If for some reason you take the time to read my ramblings, you may have noticed I've been absent from my duties as a blogger, and as a reporter.
For the first time in my 45 years, I got sick, then sick again and then ultimately ended up in the hospital. Long story, but hopefully this is the short version: Five various infections (too much yucky details to share, but I had them almost literally from head to toe) and dehydration (from the raging fever, I think) don't mix well. Seems the human body doesn't like that too much and will retaliate on its own, even if it means shutting down your kidneys to prove a point.
I got the message. I will go home and rest after a long day.
Problem is I missed so much this past Memorial Day weekend by being exiled to my bed. My niece and another beautiful young woman I know and love graduated. Although I'm not a major part of their lives, I wish I could have been there.

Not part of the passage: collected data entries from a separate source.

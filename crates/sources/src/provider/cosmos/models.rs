//! Cosmos REST response structures.

use serde::Deserialize;

/// A `{denom, amount}` pair as every Cosmos balance endpoint reports it.
/// Amounts are strings in base units; reward amounts carry a fractional
/// part.
#[derive(Debug, Clone, Deserialize)]
pub struct Coin {
    pub denom: String,
    pub amount: String,
}

/// Response from `/cosmos/bank/v1beta1/balances/{address}`.
#[derive(Debug, Deserialize)]
pub struct BankBalancesResponse {
    #[serde(default)]
    pub balances: Vec<Coin>,
}

/// Response from `/cosmos/staking/v1beta1/delegations/{address}`.
#[derive(Debug, Deserialize)]
pub struct DelegationsResponse {
    #[serde(default)]
    pub delegation_responses: Vec<DelegationResponse>,
}

#[derive(Debug, Deserialize)]
pub struct DelegationResponse {
    pub balance: Coin,
}

/// Response from `/cosmos/distribution/v1beta1/delegators/{address}/rewards`.
#[derive(Debug, Deserialize)]
pub struct RewardsResponse {
    #[serde(default)]
    pub rewards: Vec<ValidatorReward>,
}

#[derive(Debug, Deserialize)]
pub struct ValidatorReward {
    #[serde(default)]
    pub reward: Vec<Coin>,
}
//! File-backed data saver.
//!
//! Stores every value as text in one JSON object on disk. The file is
//! rewritten atomically (temp file, then rename) on every save and remove.
//! With file monitoring enabled, reads notice writes made by other instances
//! through the file's modification time and length.

use async_trait::async_trait;
use parking_lot::{Mutex, RwLock};
use std::collections::BTreeMap;
use std::fs;
use std::path::{Path, PathBuf};
use std::time::SystemTime;
use tracing::{debug, info, warn};

use crate::config::SaverConfig;
use crate::error::{Action, Result};
use crate::store::{decode_text, parse_stored, validate_key, DataSaver};
use crate::value::{PrimitiveKind, PrimitiveValue};
use crate::watch::{ChangeEvent, ChangeSender};

#[derive(Default)]
struct Snapshot {
    entries: BTreeMap<String, String>,
    stamp: Option<Stamp>,
}

/// Modification time and length of the file when it was last read or written.
type Stamp = (SystemTime, u64);

fn stamp(path: &Path) -> Option<Stamp> {
    let metadata = fs::metadata(path).ok()?;
    Some((metadata.modified().ok()?, metadata.len()))
}

/// DataSaver over a plain-text file.
///
/// Supports the scalar kinds; `Bytes` and `Structured` are rejected with
/// `TypeUnsupported`.
pub struct FileDataSaver {
    path: PathBuf,
    snapshot: RwLock<Snapshot>,
    write_lock: Mutex<()>,
    monitor: bool,
    watcher: Option<ChangeSender>,
}

impl FileDataSaver {
    /// Open or create the file at `path`, creating parent directories as needed.
    pub fn open(path: impl AsRef<Path>) -> Result<Self> {
        let path = path.as_ref().to_path_buf();
        if let Some(parent) = path.parent().filter(|p| !p.as_os_str().is_empty()) {
            fs::create_dir_all(parent)?;
        }
        if !path.exists() {
            fs::write(&path, "{}")?;
        }

        let saver = Self {
            path,
            snapshot: RwLock::new(Snapshot::default()),
            write_lock: Mutex::new(()),
            monitor: false,
            watcher: None,
        };
        saver.reload()?;
        info!(
            "opened file data saver at {} ({} entries)",
            saver.path.display(),
            saver.snapshot.read().entries.len()
        );
        Ok(saver)
    }

    /// Open with change sensing taken from configuration.
    pub fn with_config(path: impl AsRef<Path>, config: &SaverConfig) -> Result<Self> {
        let mut saver = Self::open(path)?;
        if config.sense_external_change {
            saver.watcher = Some(ChangeSender::new(config.change_capacity));
        }
        Ok(saver)
    }

    /// Reload the file before reads when another writer changed it.
    pub fn with_file_monitoring(mut self, monitor: bool) -> Self {
        self.monitor = monitor;
        self
    }

    /// Publish every save and remove on the change channel.
    pub fn sensing_external_changes(mut self) -> Self {
        self.watcher = Some(ChangeSender::default());
        self
    }

    /// Location of the backing file.
    pub fn path(&self) -> &Path {
        &self.path
    }

    /// Re-read the whole file.
    pub fn reload(&self) -> Result<()> {
        let text = fs::read_to_string(&self.path)?;
        let stamp = stamp(&self.path);
        let entries: BTreeMap<String, String> = if text.trim().is_empty() {
            BTreeMap::new()
        } else {
            serde_json::from_str(&text)?
        };
        *self.snapshot.write() = Snapshot { entries, stamp };
        Ok(())
    }

    fn refresh_if_modified(&self) {
        if !self.monitor {
            return;
        }
        let current = stamp(&self.path);
        if current.is_some() && current != self.snapshot.read().stamp {
            debug!("{} changed on disk, reloading", self.path.display());
            if let Err(err) = self.reload() {
                warn!("failed to reload {}: {}", self.path.display(), err);
            }
        }
    }

    fn persist(&self, entries: &BTreeMap<String, String>) -> Result<Option<Stamp>> {
        let mut tmp = self.path.clone().into_os_string();
        tmp.push(".tmp");
        let tmp = PathBuf::from(tmp);

        fs::write(&tmp, serde_json::to_string_pretty(entries)?)?;
        fs::rename(&tmp, &self.path)?;
        Ok(stamp(&self.path))
    }

    /// Apply `edit` to a copy of the entries, write it out, then publish `event`.
    ///
    /// The event is sent before the write lock is released, so subscribers
    /// see changes in the order they reached the file.
    fn update<F>(&self, edit: F, event: ChangeEvent) -> Result<bool>
    where
        F: FnOnce(&mut BTreeMap<String, String>) -> bool,
    {
        let _guard = self.write_lock.lock();
        self.refresh_if_modified();

        let mut entries = self.snapshot.read().entries.clone();
        let changed = edit(&mut entries);
        if changed {
            let stamp = self.persist(&entries)?;
            *self.snapshot.write() = Snapshot { entries, stamp };
        }
        self.notify(event);
        Ok(changed)
    }

    /// Write the stored text of `key` and publish `event`.
    pub(crate) fn store_text(&self, key: &str, text: String, event: ChangeEvent) -> Result<()> {
        self.update(
            |entries| {
                entries.insert(key.to_string(), text);
                true
            },
            event,
        )
        .map(|_| ())
    }

    /// Stored text of `key`, after picking up external edits if monitored.
    pub(crate) fn stored_text(&self, key: &str) -> Option<String> {
        self.refresh_if_modified();
        self.snapshot.read().entries.get(key).cloned()
    }

    /// Drop `key` and publish its removal. Returns whether it was present.
    pub(crate) fn delete_text(&self, key: &str) -> Result<bool> {
        self.update(|entries| entries.remove(key).is_some(), ChangeEvent::removed(key))
    }

    fn notify(&self, event: ChangeEvent) {
        if let Some(watcher) = &self.watcher {
            watcher.send(event);
        }
    }
}

#[async_trait]
impl DataSaver for FileDataSaver {
    fn save_data(&self, key: &str, value: Option<PrimitiveValue>) -> Result<()> {
        validate_key(key)?;

        let Some(value) = value else {
            return self.remove(key);
        };
        self.ensure_supported(key, value.kind(), Action::Save)?;

        let text = value.to_text();
        debug!("file save: {} -> {}", key, text);
        self.store_text(key, text, ChangeEvent::saved(key, value))
    }

    fn read_data(&self, key: &str, default: PrimitiveValue) -> Result<PrimitiveValue> {
        validate_key(key)?;
        self.ensure_supported(key, default.kind(), Action::Read)?;

        match self.stored_text(key) {
            Some(text) => Ok(decode_text(key, &text, default)),
            None => Ok(default),
        }
    }

    fn read_stored(&self, key: &str, kind: PrimitiveKind) -> Result<Option<PrimitiveValue>> {
        validate_key(key)?;
        self.ensure_supported(key, kind, Action::Read)?;

        Ok(self.stored_text(key).and_then(|text| parse_stored(key, &text, kind)))
    }

    fn remove(&self, key: &str) -> Result<()> {
        validate_key(key)?;

        if self.delete_text(key)? {
            debug!("file remove: {}", key);
        }
        Ok(())
    }

    fn contains(&self, key: &str) -> bool {
        self.refresh_if_modified();
        self.snapshot.read().entries.contains_key(key)
    }

    fn supports(&self, kind: PrimitiveKind) -> bool {
        !matches!(kind, PrimitiveKind::Bytes | PrimitiveKind::Structured)
    }

    fn change_sender(&self) -> Option<&ChangeSender> {
        self.watcher.as_ref()
    }
}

Several other young people I know also passed into adulthood with their graduation ceremonies. If only a witness from the sidelines, it would have been a joyous occasion for me to see them holding diplomas. (I'm proud of you all!)
Plans to visit several friends and family members, go to yard sales with my husband, to plan a cook out for the first time this year and several other things our family wanted to do during a three-day weekend got put on hold.
My mind was mush, and every once-in-a-while I couldn't formulate a sentence correctly. The illness, the medication (which I hate taking) and the ultimate loneliness of not being able to get up and do anything, even the most mundane task, with anyone was terrible.
I have NEVER been so sick in all my life. I'm glad my family was there to take care of me.
However, it was hard to realize how my illness impacted negatively on so many lives. Yet, there was one person who never asked how I was, but made it a point to remind me how terrible it was that (my father and) I failed to show up.
All I can say is I'm sorry.
I came back to work Tuesday. Lost in the madness of only being gone for actually three days total, but feeling like it had been forever, I'm playing catch up with all my sources. And WHEW, what things happen when you miss a day on my beat!
I will probably still be digging through papers into July.
I'm tired, yet it feels good to be around people again.
The heat is hard for me to tolerate, so thank the good lord the air conditioning is working here at the office.
If you've left me a message anywhere, hopefully I can find it and call you back sometime within the next week, or two.
As for a recipe for food, I'm sorry. My taste buds are so out of whack the only thing I'm eating consistently right now is baby carrots and sipping on cranberry juice, water or green tea. I have yet to eat a full meal. Nothing sounds good right now.
Maybe I can figure something out, but I've been told to go home. Two doctors and my husband have given me my rest and relaxation orders. I'm learning to try to follow them, but it's hard to break old habits.
If you learn anything from this rambling, please take time to smell the roses and take care of yourself. I wish you all good health.